WHAT YOU ARE ASKED TO DO:
In the entries below, find every line with the string "newest" and copy it.

SOURCE MATERIAL:
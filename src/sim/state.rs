//! Game state and core simulation types
//!
//! All state that must be persisted for replay/determinism lives here.

use glam::Vec2;
use rand::SeedableRng;
use rand_pcg::Pcg32;
use serde::{Deserialize, Serialize};

use super::collision::Aabb;
use super::field::ObstacleField;
use crate::consts::*;
use crate::tuning::Tuning;

/// Current phase of gameplay
#[derive(Debug, Clone, Copy, PartialEq, Eq, Serialize, Deserialize)]
pub enum GamePhase {
    /// Simulation advancing, collisions live
    Alive,
    /// Run ended; world frozen until a restart
    Dead,
}

/// One obstacle slot: a pipe pair with a vertical gap
#[derive(Debug, Clone, Copy, PartialEq, Serialize, Deserialize)]
pub struct Obstacle {
    /// Horizontal center reference line; decreases each tick while active
    pub x: f32,
    /// Top edge of the passable gap
    pub gap_top: i32,
    /// Whether this slot currently holds a collidable obstacle
    pub active: bool,
    /// Set exactly once, when the trailing edge passes the player
    pub scored: bool,
}

impl Obstacle {
    /// An empty slot
    pub const INACTIVE: Obstacle = Obstacle {
        x: 0.0,
        gap_top: 0,
        active: false,
        scored: false,
    };

    /// Leading (left) edge
    #[inline]
    pub fn left(&self) -> f32 {
        self.x - PIPE_WIDTH / 2.0
    }

    /// Trailing (right) edge
    #[inline]
    pub fn right(&self) -> f32 {
        self.x + PIPE_WIDTH / 2.0
    }

    /// Bottom edge of the passable gap
    #[inline]
    pub fn gap_bottom(&self) -> f32 {
        (self.gap_top + GAP_HEIGHT) as f32
    }

    /// Solid span above the gap
    pub fn top_box(&self) -> Aabb {
        Aabb::new(
            Vec2::new(self.left(), 0.0),
            Vec2::new(self.right(), self.gap_top as f32),
        )
    }

    /// Solid span below the gap
    pub fn bottom_box(&self) -> Aabb {
        Aabb::new(
            Vec2::new(self.left(), self.gap_bottom()),
            Vec2::new(self.right(), SCREEN_H),
        )
    }
}

/// Fixed-length history of recent player positions, newest first.
/// Purely cosmetic - the renderer draws it as a fading wake.
#[derive(Debug, Clone, Default)]
pub struct Trail {
    points: Vec<Vec2>,
}

impl Trail {
    /// Record the current position (call each tick)
    pub fn record(&mut self, pos: Vec2) {
        self.points.insert(0, pos);
        if self.points.len() > TRAIL_LEN {
            self.points.pop();
        }
    }

    /// Stored positions, newest first
    pub fn points(&self) -> &[Vec2] {
        &self.points
    }
}

/// Complete game state (deterministic, serializable)
#[derive(Debug, Clone, Serialize, Deserialize)]
pub struct GameState {
    /// Run seed for reproducibility
    pub seed: u64,
    /// Seeded RNG driving gap placement
    pub rng: Pcg32,
    /// Current phase
    pub phase: GamePhase,
    /// Points scored this run
    pub score: u32,
    /// Player vertical position; X is fixed at [`PLAYER_X`]
    pub player_y: f32,
    /// Smoothed vertical velocity
    pub velocity_y: f32,
    /// Current leftward scroll speed
    pub pipe_speed: f32,
    /// Seconds of play this run
    pub elapsed: f32,
    /// Simulation tick counter (frozen while dead)
    pub time_ticks: u64,
    /// The scrolling obstacle field
    pub field: ObstacleField,
    /// Balance values
    pub tuning: Tuning,
    /// Cosmetic wake behind the player (not gameplay-affecting)
    #[serde(skip)]
    pub trail: Trail,
}

impl GameState {
    /// Create a new game state with the given seed and default balance
    pub fn new(seed: u64) -> Self {
        Self::with_tuning(seed, Tuning::default())
    }

    /// Create a new game state with explicit balance values
    pub fn with_tuning(seed: u64, tuning: Tuning) -> Self {
        let mut rng = Pcg32::seed_from_u64(seed);
        let mut field = ObstacleField::new();
        field.initialize(&mut rng);

        Self {
            seed,
            rng,
            phase: GamePhase::Alive,
            score: 0,
            player_y: SCREEN_H / 2.0,
            velocity_y: 0.0,
            pipe_speed: tuning.base_pipe_speed,
            elapsed: 0.0,
            time_ticks: 0,
            field,
            tuning,
            trail: Trail::default(),
        }
    }

    /// Begin a fresh run after death.
    ///
    /// The RNG stream continues where it left off, so each run gets a new
    /// layout while `new(seed)` still replays a whole session verbatim.
    pub fn restart(&mut self) {
        self.phase = GamePhase::Alive;
        self.score = 0;
        self.player_y = SCREEN_H / 2.0;
        self.velocity_y = 0.0;
        self.pipe_speed = self.tuning.base_pipe_speed;
        self.elapsed = 0.0;
        self.field.initialize(&mut self.rng);
        log::info!("run restarted");
    }

    #[inline]
    pub fn is_alive(&self) -> bool {
        self.phase == GamePhase::Alive
    }

    /// Player center in world space
    pub fn player_pos(&self) -> Vec2 {
        Vec2::new(PLAYER_X, self.player_y)
    }

    /// Sprite tilt for rendering, in degrees; thrust tips the nose up
    pub fn tilt_degrees(&self) -> f32 {
        (-self.velocity_y * TILT_FACTOR).clamp(-TILT_MAX_DEG, TILT_MAX_DEG)
    }

    /// Active obstacles for drawing
    pub fn obstacles(&self) -> impl Iterator<Item = &Obstacle> {
        self.field.obstacles()
    }
}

EXERCISE SOLUTION:
/// Fixed-length history of recent player positions, newest first.
    /// Stored positions, newest first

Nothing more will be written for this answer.